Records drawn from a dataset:
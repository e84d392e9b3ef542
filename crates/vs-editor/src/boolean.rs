//! Boolean path operations through an external geometry kernel.
//!
//! The kernel is loaded lazily on first use. A failed load is logged and
//! retried on the next call; every failure surfaces as `None` so callers
//! leave their state untouched. One operation per tool/asset/content key
//! may be in flight at a time; a duplicate request resolves to `None`
//! immediately.

use std::collections::HashSet;
use std::collections::hash_map::DefaultHasher;
use std::fmt;
use std::future::Future;
use std::hash::{Hash, Hasher};
use std::sync::{Arc, Mutex, PoisonError};
use tokio::sync::OnceCell;
use vs_core::AssetId;
use vs_core::path;

#[derive(Debug, Clone, Copy, PartialEq, Eq, Hash)]
pub enum BooleanOp {
    Union,
    Subtract,
    Intersect,
    Exclude,
}

impl fmt::Display for BooleanOp {
    fn fmt(&self, f: &mut fmt::Formatter<'_>) -> fmt::Result {
        f.write_str(match self {
            BooleanOp::Union => "union",
            BooleanOp::Subtract => "subtract",
            BooleanOp::Intersect => "intersect",
            BooleanOp::Exclude => "exclude",
        })
    }
}

#[derive(Debug, Clone, PartialEq, thiserror::Error)]
pub enum KernelError {
    #[error("geometry kernel failed to load: {0}")]
    Load(String),
    #[error("path data is empty or invalid")]
    InvalidPath,
    #[error("{op} failed: {reason}")]
    Operation { op: BooleanOp, reason: String },
}

/// A 2D geometry kernel working on path data strings.
pub trait GeometryKernel: Send + Sync {
    fn unite(&self, a: &str, b: &str) -> Result<String, KernelError>;
    fn subtract(&self, a: &str, b: &str) -> Result<String, KernelError>;
    fn intersect(&self, a: &str, b: &str) -> Result<String, KernelError>;
    fn exclude(&self, a: &str, b: &str) -> Result<String, KernelError>;

    fn apply(&self, a: &str, b: &str, op: BooleanOp) -> Result<String, KernelError> {
        match op {
            BooleanOp::Union => self.unite(a, b),
            BooleanOp::Subtract => self.subtract(a, b),
            BooleanOp::Intersect => self.intersect(a, b),
            BooleanOp::Exclude => self.exclude(a, b),
        }
    }
}

/// Produces the kernel (script load, dynamic library, remote service…).
pub trait KernelLoader: Send + Sync {
    fn load(&self) -> impl Future<Output = Result<Arc<dyn GeometryKernel>, KernelError>> + Send;
}

/// Dedup key for an in-flight operation.
#[derive(Debug, Clone, PartialEq, Eq, Hash)]
pub struct OperationKey {
    pub tool: String,
    pub asset: AssetId,
    pub content_hash: u64,
}

impl OperationKey {
    pub fn new(tool: &str, asset: AssetId, content: &str) -> Self {
        let mut hasher = DefaultHasher::new();
        content.hash(&mut hasher);
        Self {
            tool: tool.to_string(),
            asset,
            content_hash: hasher.finish(),
        }
    }
}

/// Removes its key from the in-flight set when the operation ends or its
/// future is dropped.
struct InFlight<'a> {
    set: &'a Mutex<HashSet<OperationKey>>,
    key: OperationKey,
}

impl Drop for InFlight<'_> {
    fn drop(&mut self) {
        self.set
            .lock()
            .unwrap_or_else(PoisonError::into_inner)
            .remove(&self.key);
    }
}

pub struct BooleanBridge<L> {
    loader: L,
    kernel: OnceCell<Arc<dyn GeometryKernel>>,
    in_flight: Mutex<HashSet<OperationKey>>,
}

impl<L: KernelLoader> BooleanBridge<L> {
    pub fn new(loader: L) -> Self {
        Self {
            loader,
            kernel: OnceCell::new(),
            in_flight: Mutex::new(HashSet::new()),
        }
    }

    pub fn is_loaded(&self) -> bool {
        self.kernel.initialized()
    }

    pub fn is_in_flight(&self, key: &OperationKey) -> bool {
        self.in_flight
            .lock()
            .unwrap_or_else(PoisonError::into_inner)
            .contains(key)
    }

    async fn kernel(&self) -> Option<Arc<dyn GeometryKernel>> {
        match self.kernel.get_or_try_init(|| self.loader.load()).await {
            Ok(kernel) => Some(Arc::clone(kernel)),
            Err(err) => {
                log::warn!("{err}");
                None
            }
        }
    }

    /// Combine two paths. `None` if the kernel is unavailable, either path
    /// is empty, or the kernel rejects the operation.
    pub async fn perform_boolean_operation(&self, a: &str, b: &str, op: BooleanOp) -> Option<String> {
        if path::parse(a).is_empty() || path::parse(b).is_empty() {
            log::warn!("{op}: {}", KernelError::InvalidPath);
            return None;
        }
        let kernel = self.kernel().await?;
        match kernel.apply(a, b, op) {
            Ok(result) => {
                log::debug!("{op} produced {} bytes of path data", result.len());
                Some(result)
            }
            Err(err) => {
                log::warn!("{err}");
                None
            }
        }
    }

    /// Left-fold `op` across `paths`: `((p0 op p1) op p2) …`. Stops at the
    /// first failing step. A single path is returned unchanged.
    pub async fn perform_boolean_operation_multiple(&self, paths: &[&str], op: BooleanOp) -> Option<String> {
        let (first, rest) = paths.split_first()?;
        let mut acc = (*first).to_string();
        for next in rest {
            acc = self.perform_boolean_operation(&acc, next, op).await?;
        }
        Some(acc)
    }

    /// Combine the first two `<path d>` elements of an SVG document. The
    /// first path receives the result and the second is removed; any
    /// further paths are left alone. `None` leaves the markup unchanged.
    pub async fn apply_to_svg(&self, tool: &str, asset: AssetId, svg: &str, op: BooleanOp) -> Option<String> {
        let key = OperationKey::new(tool, asset, svg);
        let _guard = {
            let mut set = self.in_flight.lock().unwrap_or_else(PoisonError::into_inner);
            if !set.insert(key.clone()) {
                log::debug!("{op} on {asset} already in flight");
                return None;
            }
            InFlight {
                set: &self.in_flight,
                key,
            }
        };

        let targets = first_two_paths(svg)?;
        let result = self
            .perform_boolean_operation(&targets.first_d, &targets.second_d, op)
            .await?;

        let mut out = String::with_capacity(svg.len());
        out.push_str(&svg[..targets.first_value.start]);
        out.push_str(&result);
        out.push_str(&svg[targets.first_value.end..targets.second_element.start]);
        out.push_str(&svg[targets.second_element.end..]);
        Some(out)
    }
}

/// Byte ranges of the two operands inside the source markup.
struct PathTargets {
    first_d: String,
    first_value: std::ops::Range<usize>,
    second_d: String,
    second_element: std::ops::Range<usize>,
}

fn first_two_paths(svg: &str) -> Option<PathTargets> {
    let doc = match roxmltree::Document::parse(svg) {
        Ok(doc) => doc,
        Err(err) => {
            log::warn!("cannot read SVG for boolean operation: {err}");
            return None;
        }
    };
    let mut paths = doc
        .descendants()
        .filter(|n| n.has_tag_name("path"))
        .filter_map(|n| n.attributes().find(|a| a.name() == "d").map(|d| (n, d)));

    let (_, first) = paths.next()?;
    let Some((second_node, second)) = paths.next() else {
        log::warn!("boolean operation needs two paths");
        return None;
    };
    Some(PathTargets {
        first_d: first.value().to_string(),
        first_value: first.range_value(),
        second_d: second.value().to_string(),
        second_element: second_node.range(),
    })
}

#[cfg(test)]
mod tests {
    use super::*;
    use pretty_assertions::assert_eq;
    use std::sync::atomic::{AtomicUsize, Ordering};

    /// Joins operands so results are easy to assert on.
    struct Concat;

    impl GeometryKernel for Concat {
        fn unite(&self, a: &str, b: &str) -> Result<String, KernelError> {
            Ok(format!("{a} {b}"))
        }
        fn subtract(&self, a: &str, _b: &str) -> Result<String, KernelError> {
            Ok(a.to_string())
        }
        fn intersect(&self, _a: &str, _b: &str) -> Result<String, KernelError> {
            Err(KernelError::Operation {
                op: BooleanOp::Intersect,
                reason: "disjoint".into(),
            })
        }
        fn exclude(&self, _a: &str, b: &str) -> Result<String, KernelError> {
            Ok(b.to_string())
        }
    }

    /// Fails the first `failures` loads, then succeeds.
    struct Flaky {
        failures: usize,
        attempts: AtomicUsize,
    }

    impl KernelLoader for Flaky {
        async fn load(&self) -> Result<Arc<dyn GeometryKernel>, KernelError> {
            let n = self.attempts.fetch_add(1, Ordering::SeqCst);
            tokio::task::yield_now().await;
            if n < self.failures {
                Err(KernelError::Load("script blocked".into()))
            } else {
                Ok(Arc::new(Concat))
            }
        }
    }

    fn bridge(failures: usize) -> BooleanBridge<Flaky> {
        BooleanBridge::new(Flaky {
            failures,
            attempts: AtomicUsize::new(0),
        })
    }

    #[tokio::test]
    async fn unite_two_paths() {
        let b = bridge(0);
        let out = b.perform_boolean_operation("M0 0L1 1", "M2 2L3 3", BooleanOp::Union).await;
        assert_eq!(out.as_deref(), Some("M0 0L1 1 M2 2L3 3"));
        assert!(b.is_loaded());
    }

    #[tokio::test]
    async fn kernel_failure_is_none() {
        let b = bridge(0);
        assert_eq!(b.perform_boolean_operation("M0 0L1 1", "M2 2L3 3", BooleanOp::Intersect).await, None);
        assert_eq!(b.perform_boolean_operation("", "M2 2L3 3", BooleanOp::Union).await, None);
    }

    #[tokio::test]
    async fn load_is_retried_after_failure() {
        let b = bridge(1);
        assert_eq!(b.perform_boolean_operation("M0 0L1 1", "M2 2L3 3", BooleanOp::Subtract).await, None);
        assert!(!b.is_loaded());
        let out = b.perform_boolean_operation("M0 0L1 1", "M2 2L3 3", BooleanOp::Subtract).await;
        assert_eq!(out.as_deref(), Some("M0 0L1 1"));
        assert_eq!(b.loader.attempts.load(Ordering::SeqCst), 2);
    }

    #[tokio::test]
    async fn multiple_left_folds_and_short_circuits() {
        let b = bridge(0);
        let out = b
            .perform_boolean_operation_multiple(&["M0 0L1 0", "M0 1L1 1", "M0 2L1 2"], BooleanOp::Union)
            .await;
        assert_eq!(out.as_deref(), Some("M0 0L1 0 M0 1L1 1 M0 2L1 2"));

        let out = b
            .perform_boolean_operation_multiple(&["M0 0L1 0", "M0 1L1 1", "M0 2L1 2"], BooleanOp::Intersect)
            .await;
        assert_eq!(out, None);
        assert_eq!(b.perform_boolean_operation_multiple(&[], BooleanOp::Union).await, None);
        assert_eq!(
            b.perform_boolean_operation_multiple(&["M0 0L1 0"], BooleanOp::Union).await.as_deref(),
            Some("M0 0L1 0")
        );
    }

    #[tokio::test]
    async fn svg_rewrite_replaces_first_and_drops_second() {
        let b = bridge(0);
        let svg = r#"<svg><path id="a" d="M0 0L1 1"/><path d="M2 2L3 3"/><path d="M9 9L8 8"/></svg>"#;
        let out = b
            .apply_to_svg("boolean", AssetId::intern("bool_svg"), svg, BooleanOp::Exclude)
            .await;
        assert_eq!(
            out.as_deref(),
            Some(r#"<svg><path id="a" d="M2 2L3 3"/><path d="M9 9L8 8"/></svg>"#)
        );
    }

    #[tokio::test]
    async fn svg_with_one_path_is_none() {
        let b = bridge(0);
        let svg = r#"<svg><path d="M0 0L1 1"/></svg>"#;
        assert_eq!(b.apply_to_svg("boolean", AssetId::intern("bool_one"), svg, BooleanOp::Union).await, None);
    }

    #[tokio::test]
    async fn duplicate_request_is_dropped_while_in_flight() {
        let b = bridge(0);
        let svg = r#"<svg><path d="M0 0L1 1"/><path d="M2 2L3 3"/></svg>"#;
        let asset = AssetId::intern("bool_dedup");
        let (first, second) = tokio::join!(
            b.apply_to_svg("boolean", asset, svg, BooleanOp::Union),
            b.apply_to_svg("boolean", asset, svg, BooleanOp::Union),
        );
        assert!(first.is_some());
        assert_eq!(second, None);
        assert!(!b.is_in_flight(&OperationKey::new("boolean", asset, svg)));
    }
}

Work task
Report, as a bare number, how many lines above contain the string "markup".

Written response
2